The Beginner's Goodbye
I made it to the door in my stocking feet, and then I remembered my brace. I could walk without it, in a fashion, but it would be slow going. Turn back and strap it on? No; no time for that. And where had I put my cane? That was anybody’s guess. I flung open the bedroom door.
It seemed I was on the edge of a forest.
The hall was a mass of twigs and leaves and bits of bark. Even the air was filled with bark—dry bark chips floating in a dusty haze, and a small bird or a very large insect suddenly whizzing up out of nowhere. Isolated pings! and ticks! and pops! rang out as different objects settled—a pane of glass falling from a window, something wooden landing on the wooden floor. I grabbed on to a broken-off branch and used it for support as I worked my way around it. It wasn’t clear to me yet what had happened. I was in a daze, maybe even in shock, and there was a lag in my comprehension. All I knew was that this forest was thicker in the living room, and that Dorothy was beyond that, in the sunporch, where I could see nothing but leaves, leaves, leaves, and branches as thick as my torso.
“Dorothy!”
No answer.
I was standing near the coffee table. I could make out one corner of it, the egg-and-dart molding around the rim, and wasn’t it interesting that the phrase “egg-and-dart” should come to me so handily. I looked toward the sunporch again and saw that I could never fight my way through that jungle, so I turned back, planning to go out the front door and around to the side of the house, to the outside entrance of the sunporch. On my way toward the hall, though, I passed the lamp table next to the sofa (the sofa invisible now), where the cordless telephone lay, littered with more bits of bark. I picked it up and pressed Talk. Miraculously, I heard a dial tone. I tried to punch in 911, but my hand was shaking so that I kept hitting the pound sign by accident. I had to redial twice before I finally connected. I put the phone to my ear.
A woman said, “Please file an ambulance.”
“What?”
“Please file an ambulance.”
“What?”
“Police?” she said in a weary tone. “Fire? Or ambulance.”
“Oh, pol—pol—or—I don’t know! Fire! No, ambulance! Ambulance!”
“What is the problem, sir,” she said.
“A t-t-t-tree fell!” I said, and that was the first moment when I seemed to understand what had happened. “A tree fell on my house!”
She took down my information so slowly that her slowness seemed meant to be instructive, an example of how to behave. But I had things to do! I couldn’t stand here all day! I had read that 911 operators could detect a caller’s address with special equipment, and I failed to see why she was asking me all these questions she must already know the answers to.
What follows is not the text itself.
//! Lineage graph construction and queries

mod builder;
mod lineage;

pub use builder::GraphBuilder;
pub use lineage::{LineageGraph, Node};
I said, “I have to go! I have to go!” which reminded me, absurdly, of a child needing to pee, and all at once it seemed to me that I did need to pee, and I wondered how long it would be before I could attend again to such a mundane task.
I heard a siren from far away. I still don’t know if it was my phone call that brought it. In any case, I dropped the phone without saying goodbye and staggered toward the hall.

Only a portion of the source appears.